Incidental Polysemanticity
One obstacle to interpreting neural networks is polysemanticity. This where a single neuron represents multiple features.
If there are more features than neurons, it might be “necessary” for the model to be polysemantic in order to represent everything. This is the notion of “superposition” from Elhage et al. (2022).
Of course, a clear solution would be to train a model large enough to have at least one neuron per feature. However, what we find in “What Causes Polysemanticity?” is that polysemanticity can happen “incidentally” in the training process, even if we have a large enough model.
Hypothesis
When we initialise a neural network, the weights are random. Some neurons will be more correlated with some features than other neurons, just by chance.
As training happens, the optimiser pushes the weights of those correlated neurons in the direction of the features, so that they can represent the features well. If there is pressure for sparsity, only one neuron will represent each feature.
Most likely, this is the neuron which was most correlated to the feature at initialisation. If it happened to be the most correlated neuron for multiple features, then it would end up representing multiple features.
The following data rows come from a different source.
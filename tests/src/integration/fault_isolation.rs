//! # Fault Isolation
//!
//! One remote's defect must never take down the host shell or its sibling
//! modules. These flows drive real boundaries over the real loader with an
//! unreachable primary.

#[cfg(test)]
mod tests {
    use std::sync::atomic::{AtomicBool, Ordering};
    use std::sync::Arc;

    use parking_lot::Mutex;

    use host_runtime::{HostConfig, HostContainer, RemoteRegistry};
    use mosaic_boundary::BoundaryView;
    use mosaic_loader::{ModuleContext, ModuleError, ModuleView, RemoteModule, StaticModule};
    use shared_bus::{EventFilter, EventTopic, HostEvent};

    /// Module whose mount fails until `repaired` is set.
    struct Unstable {
        name: String,
        repaired: AtomicBool,
    }

    impl RemoteModule for Unstable {
        fn name(&self) -> &str {
            &self.name
        }
        fn mount(&self, _ctx: &ModuleContext) -> Result<ModuleView, ModuleError> {
            if self.repaired.load(Ordering::SeqCst) {
                Ok(ModuleView {
                    module: self.name.clone(),
                    body: "repaired".to_string(),
                })
            } else {
                Err(ModuleError::Mount {
                    name: self.name.clone(),
                    detail: "deployment is broken".to_string(),
                })
            }
        }
    }

    fn offline_container() -> (HostContainer, tempfile::TempDir) {
        let dir = tempfile::tempdir().expect("tempdir");
        let mut config = HostConfig::default();
        config.storage.data_dir = dir.path().to_path_buf();
        for remote in config.remotes.values_mut() {
            remote.url = "http://127.0.0.1:9".to_string();
            remote.timeout_ms = Some(200);
            remote.max_retries = Some(0);
        }
        (HostContainer::new(config), dir)
    }

    #[tokio::test]
    async fn a_faulted_remote_leaves_siblings_mountable() {
        let (container, _dir) = offline_container();

        // "shop" is broken; its siblings have healthy stand-ins.
        let shop = Arc::new(Unstable {
            name: "shop".to_string(),
            repaired: AtomicBool::new(false),
        });
        container.local_modules().register(Arc::clone(&shop) as Arc<dyn RemoteModule>);
        container
            .local_modules()
            .register(Arc::new(StaticModule::new("dashboard", "ok")));
        container
            .local_modules()
            .register(Arc::new(StaticModule::new("blog", "ok")));

        let faults = Arc::new(Mutex::new(Vec::new()));
        let sink = Arc::clone(&faults);
        let _guard = container.bus().subscribe(
            EventFilter::topic(EventTopic::RemoteError),
            move |event| {
                if let HostEvent::RemoteFaulted { name, .. } = event {
                    sink.lock().push(name.clone());
                }
            },
        );

        let registry = RemoteRegistry::new(&container);
        let ctx = container.module_context();

        let shop_view = registry.outlet("shop").unwrap().mount(&ctx).await;
        assert!(matches!(shop_view, BoundaryView::Recovery { .. }));

        // Siblings mount normally despite the shop fault.
        for name in ["dashboard", "blog"] {
            let view = registry.outlet(name).unwrap().mount(&ctx).await;
            assert!(view.is_ready(), "{name} must be unaffected");
        }

        assert_eq!(*faults.lock(), vec!["shop".to_string()]);
    }

    #[tokio::test]
    async fn recovery_is_explicit_and_remounts_once() {
        let (container, _dir) = offline_container();
        let shop = Arc::new(Unstable {
            name: "shop".to_string(),
            repaired: AtomicBool::new(false),
        });
        container.local_modules().register(Arc::clone(&shop) as Arc<dyn RemoteModule>);

        let registry = RemoteRegistry::new(&container);
        let ctx = container.module_context();
        let boundary = registry.outlet("shop").unwrap();

        assert!(!boundary.mount(&ctx).await.is_ready());
        assert!(boundary.is_faulted());

        // Without an explicit retry the boundary stays faulted even though
        // the module has been repaired.
        shop.repaired.store(true, Ordering::SeqCst);
        assert!(!boundary.mount(&ctx).await.is_ready());

        let view = boundary.retry(&ctx).await;
        assert!(view.is_ready());
        assert!(!boundary.is_faulted());
    }

    #[tokio::test]
    async fn unresolvable_remote_faults_the_boundary_not_the_process() {
        let (container, _dir) = offline_container();
        // No stand-in registered: both resolution paths fail.
        let registry = RemoteRegistry::new(&container);
        let ctx = container.module_context();
        let boundary = registry.outlet("blog").unwrap();

        let view = boundary.mount(&ctx).await;
        match view {
            BoundaryView::Recovery { module, detail } => {
                assert_eq!(module, "blog");
                assert!(!detail.is_empty());
            }
            BoundaryView::Ready(_) => panic!("mount must not succeed"),
        }
        assert!(boundary.is_faulted());
    }
}
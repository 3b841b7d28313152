//! # Loader and Lazy Modules
//!
//! `ModuleLoader::load` returns immediately; resolution happens on first
//! mount and suspends the caller until it completes or fails. A successful
//! resolution is cached for the module's lifetime; a failed one is not, so
//! a later mount (the boundary's retry path) re-attempts resolution.

use std::sync::Arc;

use shared_types::{FallbackBehavior, RemoteAppConfig};
use tokio::sync::OnceCell;
use tracing::{debug, error, info, warn};

use crate::error::LoadError;
use crate::module::{ModuleContext, ModuleView, RemoteModule};
use crate::providers::ModuleProvider;

/// Selects between the primary (network) and fallback (local) providers.
pub struct ResolutionStrategy {
    primary: Arc<dyn ModuleProvider>,
    fallback: Arc<dyn ModuleProvider>,
}

impl ResolutionStrategy {
    /// Create a strategy over the two provider variants.
    #[must_use]
    pub fn new(primary: Arc<dyn ModuleProvider>, fallback: Arc<dyn ModuleProvider>) -> Self {
        Self { primary, fallback }
    }

    /// Resolve `descriptor`: primary first, then (unless the descriptor
    /// opted out) the local fallback. Every failure is logged with the
    /// remote module's name.
    pub async fn resolve(
        &self,
        descriptor: &RemoteAppConfig,
    ) -> Result<Arc<dyn RemoteModule>, LoadError> {
        let primary_err = match self.primary.resolve(descriptor).await {
            Ok(module) => {
                debug!(module = %descriptor.name, "resolved from remote");
                return Ok(module);
            }
            Err(e) => e,
        };

        warn!(module = %descriptor.name, error = %primary_err, "remote resolution failed");

        if descriptor.fallback == FallbackBehavior::Fail {
            return Err(LoadError::Unresolvable {
                name: descriptor.name.clone(),
                detail: primary_err.to_string(),
            });
        }

        match self.fallback.resolve(descriptor).await {
            Ok(module) => {
                info!(module = %descriptor.name, "resolved via local fallback");
                Ok(module)
            }
            Err(fallback_err) => {
                error!(
                    module = %descriptor.name,
                    primary = %primary_err,
                    fallback = %fallback_err,
                    "remote module unresolvable"
                );
                Err(LoadError::Unresolvable {
                    name: descriptor.name.clone(),
                    detail: format!("{primary_err}; fallback: {fallback_err}"),
                })
            }
        }
    }
}

/// Builds lazy modules from descriptors. Performs no retry of its own.
pub struct ModuleLoader {
    strategy: Arc<ResolutionStrategy>,
}

impl ModuleLoader {
    /// Create a loader using `strategy` for every resolution.
    #[must_use]
    pub fn new(strategy: Arc<ResolutionStrategy>) -> Self {
        Self { strategy }
    }

    /// Wrap `descriptor` in a lazily-resolved module. Returns immediately;
    /// nothing is fetched until the first mount.
    #[must_use]
    pub fn load(&self, descriptor: RemoteAppConfig) -> LazyModule {
        LazyModule {
            descriptor,
            strategy: Arc::clone(&self.strategy),
            resolved: OnceCell::new(),
        }
    }
}

/// A remote module that resolves on first use.
pub struct LazyModule {
    descriptor: RemoteAppConfig,
    strategy: Arc<ResolutionStrategy>,
    resolved: OnceCell<Arc<dyn RemoteModule>>,
}

impl LazyModule {
    /// The descriptor this module was loaded from.
    #[must_use]
    pub fn descriptor(&self) -> &RemoteAppConfig {
        &self.descriptor
    }

    /// True once a resolution has succeeded.
    #[must_use]
    pub fn is_resolved(&self) -> bool {
        self.resolved.initialized()
    }

    /// Resolve the module, caching success. A failed resolution is not
    /// cached: the next call resolves again.
    pub async fn resolve(&self) -> Result<Arc<dyn RemoteModule>, LoadError> {
        self.resolved
            .get_or_try_init(|| self.strategy.resolve(&self.descriptor))
            .await
            .map(Arc::clone)
    }

    /// Resolve (if needed) and mount.
    pub async fn mount(&self, ctx: &ModuleContext) -> Result<ModuleView, LoadError> {
        let module = self.resolve().await?;
        Ok(module.mount(ctx)?)
    }
}

#[cfg(test)]
mod tests {
    use super::*;
    use crate::module::ModuleError;
    use crate::providers::StaticModule;
    use async_trait::async_trait;
    use mosaic_state::SharedStateStore;
    use shared_bus::EventBus;
    use shared_types::SessionSnapshot;
    use std::sync::atomic::{AtomicUsize, Ordering};

    fn descriptor(fallback: FallbackBehavior) -> RemoteAppConfig {
        RemoteAppConfig {
            name: "shop".to_string(),
            url: "http://localhost:3002".to_string(),
            scope: "shop".to_string(),
            module: "/remote-entry.json".to_string(),
            fallback,
            timeout_ms: None,
            max_retries: None,
        }
    }

    fn context() -> ModuleContext {
        let bus = Arc::new(EventBus::new());
        let state = Arc::new(SharedStateStore::new(Arc::clone(&bus)));
        ModuleContext::new(bus, state, SessionSnapshot::loading())
    }

    /// Provider scripted to fail `failures` times, then succeed; counts
    /// every call.
    struct ScriptedProvider {
        failures: usize,
        calls: AtomicUsize,
    }

    impl ScriptedProvider {
        fn failing(failures: usize) -> Self {
            Self {
                failures,
                calls: AtomicUsize::new(0),
            }
        }
    }

    #[async_trait]
    impl ModuleProvider for ScriptedProvider {
        async fn resolve(
            &self,
            descriptor: &RemoteAppConfig,
        ) -> Result<Arc<dyn RemoteModule>, LoadError> {
            let call = self.calls.fetch_add(1, Ordering::SeqCst);
            if call < self.failures {
                Err(LoadError::Fetch {
                    name: descriptor.name.clone(),
                    detail: "scripted failure".to_string(),
                })
            } else {
                Ok(Arc::new(StaticModule::new(
                    descriptor.name.clone(),
                    "resolved",
                )))
            }
        }
    }

    #[tokio::test]
    async fn primary_failure_falls_through_to_fallback() {
        let primary = Arc::new(ScriptedProvider::failing(usize::MAX));
        let fallback = Arc::new(ScriptedProvider::failing(0));
        let strategy = ResolutionStrategy::new(
            Arc::clone(&primary) as Arc<dyn ModuleProvider>,
            Arc::clone(&fallback) as Arc<dyn ModuleProvider>,
        );

        let module = strategy
            .resolve(&descriptor(FallbackBehavior::LocalRegistry))
            .await
            .unwrap();
        assert_eq!(module.name(), "shop");
        assert_eq!(fallback.calls.load(Ordering::SeqCst), 1);
    }

    #[tokio::test]
    async fn fail_behavior_skips_the_fallback() {
        let primary = Arc::new(ScriptedProvider::failing(usize::MAX));
        let fallback = Arc::new(ScriptedProvider::failing(0));
        let strategy = ResolutionStrategy::new(
            Arc::clone(&primary) as Arc<dyn ModuleProvider>,
            Arc::clone(&fallback) as Arc<dyn ModuleProvider>,
        );

        let err = strategy
            .resolve(&descriptor(FallbackBehavior::Fail))
            .await
            .err()
            .unwrap();
        assert!(matches!(err, LoadError::Unresolvable { .. }));
        assert_eq!(fallback.calls.load(Ordering::SeqCst), 0);
    }

    #[tokio::test]
    async fn both_paths_failing_is_unresolvable() {
        let strategy = ResolutionStrategy::new(
            Arc::new(ScriptedProvider::failing(usize::MAX)),
            Arc::new(ScriptedProvider::failing(usize::MAX)),
        );

        let err = strategy
            .resolve(&descriptor(FallbackBehavior::LocalRegistry))
            .await
            .err()
            .unwrap();
        match err {
            LoadError::Unresolvable { name, detail } => {
                assert_eq!(name, "shop");
                assert!(detail.contains("fallback"));
            }
            other => panic!("expected unresolvable, got {other}"),
        }
    }

    #[tokio::test]
    async fn lazy_module_caches_successful_resolution() {
        let primary = Arc::new(ScriptedProvider::failing(0));
        let strategy = Arc::new(ResolutionStrategy::new(
            Arc::clone(&primary) as Arc<dyn ModuleProvider>,
            Arc::new(ScriptedProvider::failing(usize::MAX)),
        ));
        let loader = ModuleLoader::new(strategy);
        let lazy = loader.load(descriptor(FallbackBehavior::LocalRegistry));

        assert!(!lazy.is_resolved());
        lazy.mount(&context()).await.unwrap();
        lazy.mount(&context()).await.unwrap();

        assert!(lazy.is_resolved());
        assert_eq!(primary.calls.load(Ordering::SeqCst), 1);
    }

    #[tokio::test]
    async fn failed_resolution_is_retried_on_next_mount() {
        // Primary fails the first attempt, then succeeds.
        let primary = Arc::new(ScriptedProvider::failing(1));
        let strategy = Arc::new(ResolutionStrategy::new(
            Arc::clone(&primary) as Arc<dyn ModuleProvider>,
            Arc::new(ScriptedProvider::failing(usize::MAX)),
        ));
        let loader = ModuleLoader::new(strategy);
        let lazy = loader.load(descriptor(FallbackBehavior::Fail));

        assert!(lazy.mount(&context()).await.is_err());
        assert!(!lazy.is_resolved());

        let view = lazy.mount(&context()).await.unwrap();
        assert_eq!(view.body, "resolved");
    }

    #[tokio::test]
    async fn mount_error_of_resolved_module_surfaces_as_load_error() {
        struct Faulty;
        impl RemoteModule for Faulty {
            fn name(&self) -> &str {
                "faulty"
            }
            fn mount(&self, _ctx: &ModuleContext) -> Result<ModuleView, ModuleError> {
                Err(ModuleError::Mount {
                    name: "faulty".to_string(),
                    detail: "broken render".to_string(),
                })
            }
        }

        struct FaultyProvider;
        #[async_trait]
        impl ModuleProvider for FaultyProvider {
            async fn resolve(
                &self,
                _descriptor: &RemoteAppConfig,
            ) -> Result<Arc<dyn RemoteModule>, LoadError> {
                Ok(Arc::new(Faulty))
            }
        }

        let strategy = Arc::new(ResolutionStrategy::new(
            Arc::new(FaultyProvider),
            Arc::new(ScriptedProvider::failing(usize::MAX)),
        ));
        let lazy = ModuleLoader::new(strategy).load(descriptor(FallbackBehavior::Fail));

        let err = lazy.mount(&context()).await.err().unwrap();
        assert!(matches!(err, LoadError::Module(_)));
    }
}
In that case, we get polysemanticity “incidentally”.
Experiments
To test this hypothesis, we consider the simplest possible setup: over-parameterised autoencoders similar to those in Elhage et al. (2022). That is:
$$ y = \text{ReLU}(W W^T x) $$
where \( x \in \mathbb{R}^n \) and \(W \in \mathbb{R}^{n \times m}\), with \(m \geq n\). These models were trained on the standard basis vectors \(e_i \in \mathbb{R}^n\). To induce sparsity, we take two separate approaches: introducing \(\ell_1\) regularisation for the model weights and adding noise after the hidden layer.
We find that:
- \(\ell_1\) regularisation induces sparsity
- Some types of noise can induce sparsity
- The amount of incidental polysemanticity can be predicted
- It is due to the weight initialisations
Sparsity from Regularisation
Result 1: \(\ell_1\) regularisation induces a winner-takes-all dynamic at a rate proportional to the regularisation parameter.
Loss with \(\ell_1\)
Taking the \(i\)th basis vector as the input, the output of the model is:
$$ (\text{ReLU} (W_{1,:} \cdot W_{i,:}), \cdots, \\text{ReLU} (W_{n,:} \cdot W_{i,:})) $$With \(\ell_1\) regularisation, our loss function becomes:
$$ \mathcal{L} = \sum_i (\text{ReLU}(W_{i,:} \cdot W_{i,:}) - 1)^2 + \sum_i \sum_{j \neq i} (\text{ReLU}(W_{i,:} \cdot W_{j,:}) - 0)^2 + \sum_{i} \lambda \| W_{i,:} \|_1 $$where \(\lambda\) is the regularisation parameter.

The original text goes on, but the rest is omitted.